Systematic Alpha Research Framework

A rigorous pipeline for the engineering, calibration, and stress-testing of systematic trading strategies.

Github Repository

Overview

This section documents the quantitative methodologies used to develop tradeable systematic strategies: constructing robust execution systems that can capture theoretical edges while withstanding market friction and regime shifts.

The research framework prioritizes generalization over raw performance.
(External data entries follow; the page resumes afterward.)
//! Set-based data backfill with explicit unmatched/ambiguous accounting.
//!
//! A backfill populates newly added columns from prior-generation data. Each
//! pass is described by a [`MatchRule`]: one bulk `UPDATE ... FROM` statement
//! plus count queries for the rows it could not settle. The update predicate
//! must exclude rows that already carry real data (guarded by a sentinel
//! placeholder or a NULL check), so repeated runs never clobber manual
//! corrections.
//!
//! Rows with no candidate are left in their prior state and reported as
//! `unmatched`; rows with more than one candidate are reported as
//! `ambiguous` and never assigned arbitrarily. Both counts are for operator
//! triage, and both block finalization.

use crate::Result;
use tokio_postgres::GenericClient;
use tracing::{info, warn};

/// A pluggable matching rule for one backfill pass.
///
/// `update_sql` must be a single set-based statement so readers never
/// observe a half-backfilled row within its scope.
pub trait MatchRule {
    /// Short operator-facing description, e.g. "order-item re-key".
    fn description(&self) -> &str;

    /// The bulk `UPDATE ... FROM` statement. Its predicate must restrict to
    /// rows not yet enriched and, where ambiguity is possible, to rows with
    /// exactly one candidate.
    fn update_sql(&self) -> String;

    /// Count query for rows still unenriched with no candidate at all.
    fn unmatched_sql(&self) -> String;

    /// Count query for rows with more than one candidate, if the rule's
    /// match predicate is heuristic rather than an exact key join.
    fn ambiguous_sql(&self) -> Option<String> {
        None
    }
}

/// Result of one backfill pass.
#[derive(Debug, Clone, Copy, PartialEq, Eq, Default)]
pub struct BackfillOutcome {
    /// Rows enriched by this pass.
    pub updated: u64,
    /// Rows left untouched because no source candidate matched.
    pub unmatched: u64,
    /// Rows left untouched because several source candidates matched.
    pub ambiguous: u64,
}

impl BackfillOutcome {
    /// Rows an operator still has to reconcile by hand.
    pub fn pending(&self) -> u64 {
        self.unmatched + self.ambiguous
    }
}

/// Run one backfill pass and report the outcome.
///
/// Safe to re-run: an already-completed pass updates zero rows and reports
/// the same unmatched/ambiguous counts.
pub async fn run_backfill<C, R>(client: &C, rule: &R) -> Result<BackfillOutcome>
where
    C: GenericClient,
    R: MatchRule + ?Sized,
{
    let updated = client.execute(&rule.update_sql(), &[]).await?;

    let unmatched = count(client, &rule.unmatched_sql()).await?;
    let ambiguous = match rule.ambiguous_sql() {
        Some(sql) => count(client, &sql).await?,
        None => 0,
    };

    let outcome = BackfillOutcome {
        updated,
        unmatched,
        ambiguous,
    };
    if outcome.pending() > 0 {
        warn!(
            rule = rule.description(),
            updated = outcome.updated,
            unmatched = outcome.unmatched,
            ambiguous = outcome.ambiguous,
            "backfill left rows for manual reconciliation"
        );
    } else {
        info!(
            rule = rule.description(),
            updated = outcome.updated,
            "backfill complete"
        );
    }
    Ok(outcome)
}

async fn count<C: GenericClient>(client: &C, sql: &str) -> Result<u64> {
    let row = client.query_one(sql, &[]).await?;
    let n: i64 = row.get(0);
    Ok(n.max(0) as u64)
}

#[cfg(test)]
mod tests {
    use super::*;

    #[test]
    fn test_pending_sums_unmatched_and_ambiguous() {
        let outcome = BackfillOutcome {
            updated: 10,
            unmatched: 2,
            ambiguous: 1,
        };
        assert_eq!(outcome.pending(), 3);
        assert_eq!(BackfillOutcome::default().pending(), 0);
    }
}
It employs a Global Optimization protocol designed to identify a single, stable parameter configuration that functions effectively across diverse historical periods, rather than overfitting parameters to specific market cycles.


Infrastructure & Methodology

The reliability of these strategies relies on the integrity of the underlying validation engine.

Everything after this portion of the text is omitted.